Bases: DestinationInterface

The Spark Delta Destination is used to write data to a Delta table.

Examples

#Delta Destination for Streaming Queries

from rtdip_sdk.pipelines.destinations import SparkDeltaDestination

delta_destination = SparkDeltaDestination(
    data=df,
    options={
        "checkpointLocation": "/{CHECKPOINT-LOCATION}/"
    },
    destination="DELTA-TABLE-PATH",
    mode="append",
    trigger="10 seconds",
    query_name="DeltaDestination",
    query_wait_interval=None
)

delta_destination.write_stream()

#Delta Destination for Batch Queries

from rtdip_sdk.pipelines.destinations import SparkDeltaDestination

delta_destination = SparkDeltaDestination(
    data=df,
    options={
        "overwriteSchema": True
    },
    destination="DELTA-TABLE-PATH",
    mode="append",
    trigger="10 seconds",
    query_name="DeltaDestination",
    query_wait_interval=None
)

delta_destination.write_batch()

Parameters:

Name	Type	Description	Default
`data`	`DataFrame`	Dataframe to be written to Delta	required
`options`	`dict`	Options that can be specified for a Delta Table write operation (See Attributes table below). Further information on the options is available for batch and streaming.	required
`destination`	`str`	Either the name of the Hive Metastore or Unity Catalog Delta Table or the path to the Delta table	required
`mode`	`optional str`	Method of writing to Delta Table - append/overwrite (batch), append/update/complete (stream). Default is append	`'append'`
`trigger`	`optional str`	Frequency of the write operation.

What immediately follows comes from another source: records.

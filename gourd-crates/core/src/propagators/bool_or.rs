use crate::basic_types::Inconsistency;
use crate::basic_types::PropagationStatusCP;
use crate::engine::variables::DomainId;
use crate::engine::variables::Literal;
use crate::engine::VariableStore;

/// The clause `l_1 ∨ ... ∨ l_n`; unit propagation only.
#[derive(Clone, Debug, PartialEq, Eq)]
pub struct BoolOr {
    literals: Box<[Literal]>,
}

impl BoolOr {
    pub fn new(literals: impl IntoIterator<Item = Literal>) -> Self {
        BoolOr {
            literals: literals.into_iter().collect(),
        }
    }

    pub(crate) fn variables(&self) -> impl Iterator<Item = DomainId> + '_ {
        self.literals.iter().map(Literal::variable)
    }

    pub(crate) fn propagate(&self, store: &mut VariableStore) -> PropagationStatusCP {
        let mut unassigned = None;

        for &literal in self.literals.iter() {
            match literal.value(store) {
                Some(true) => return Ok(()),
                Some(false) => {}
                None if unassigned.is_some() => return Ok(()),
                None => unassigned = Some(literal),
            }
        }

        match unassigned {
            Some(literal) => literal.set_true(store).map(|_| ()),
            None => Err(Inconsistency::Conflict),
        }
    }

    pub(crate) fn is_satisfied(&self, value: &dyn Fn(DomainId) -> i64) -> bool {
        self.literals.iter().any(|literal| literal.evaluate(value))
    }
}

Specify "availableNow" to execute a trigger once, otherwise specify a time period such as "30 seconds", "5 minutes". Set to "0 seconds" if you do not want to use a trigger. (stream) Default is 10 seconds	`'10 seconds'`
`query_name`	`optional str`	Unique name for the query in associated SparkSession. (stream) Default is DeltaDestination	`'DeltaDestination'`
`query_wait_interval`	`optional int`	If set, waits for the streaming query to complete before returning. (stream) Default is None	`None`

Attributes:

Name	Type	Description
`checkpointLocation`	`str`	Path to checkpoint files. (Streaming)
`txnAppId`	`str`	A unique string that you can pass on each DataFrame write. (Batch & Streaming)
`txnVersion`	`str`	A monotonically increasing number that acts as transaction version. (Batch & Streaming)
`maxRecordsPerFile`	`int str`	Specify the maximum number of records to write to a single file for a Delta Lake table. (Batch)
`replaceWhere`	`str`	Condition(s) for overwriting. (Batch)
`partitionOverwriteMode`	`str`	When set to dynamic, overwrites all existing data in each logical partition for which the write will commit new data. Default is static. (Batch)
`overwriteSchema`	`bool str`	If True, overwrites the schema as well as the table data. (Batch)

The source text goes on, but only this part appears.